Assigned task: Reading the records below, how many lines contain "properties"? Respond with a number and nothing else.

[Data extracted from a collection]
——

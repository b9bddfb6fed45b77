use super::{ElementRef, FlowVectors, FormationId, LayerElement, PropertyVectors};
use crate::base::{FormationKind, MapEdge, PolyFunction, VolumeFace, AGE_TOLERANCE, DEPOSITING_THICKNESS_TOLERANCE};
use crate::grid::{LocalArray3D, MapElementArray};
use crate::simulator::{FormationRecord, Mesh};
use crate::StrError;

/// Holds a stratigraphic formation: identity, thickness history, elements and fields
///
/// The formation has a fixed maximum number of elements in depth (the base
/// element count times the depth refinement factor). Element k = 0 is at the
/// top of the formation. Segment k (between nodes k and k+1) has a thickness
/// history per areal node:
///
/// ```text
///   node 0   ●───────────────●   top
///            │   segment 0   │
///   node 1   ●───────────────●
///            │   segment 1   │
///   node 2   ●───────────────●   bottom
/// ```
///
/// Segments are deposited from the bottom up in equal sub-intervals of
/// `[deposition_start_age, depo_age]` and an optional erosion event removes
/// thickness from the top.
pub struct LayerProps {
    /// Position in the formation registry
    pub id: FormationId,

    /// Formation name
    pub name: String,

    /// Formation kind
    pub kind: FormationKind,

    /// Age at which the deposition starts (Ma)
    pub deposition_start_age: f64,

    /// Age at which the deposition ends (Ma)
    pub depo_age: f64,

    /// Stratigraphic record used to build the thickness histories
    record: FormationRecord,

    /// Refinement of the elements in depth
    depth_refinement_factor: usize,

    /// Number of active elements at the current age
    number_of_active_elements: usize,

    /// Uses the solid thickness as depositing thickness
    geometric_loop: bool,

    /// Real thickness history of each (node i, node j, segment k)
    thickness: Option<LocalArray3D<PolyFunction>>,

    /// Volume elements over the ghosted areal elements
    elements: Option<LocalArray3D<LayerElement>>,

    /// Nodal properties (allocated on first activation)
    properties: Option<PropertyVectors>,

    /// Multi-component flow fields (allocated on first activation of Darcy formations)
    flow: Option<FlowVectors>,
}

——

Result: 2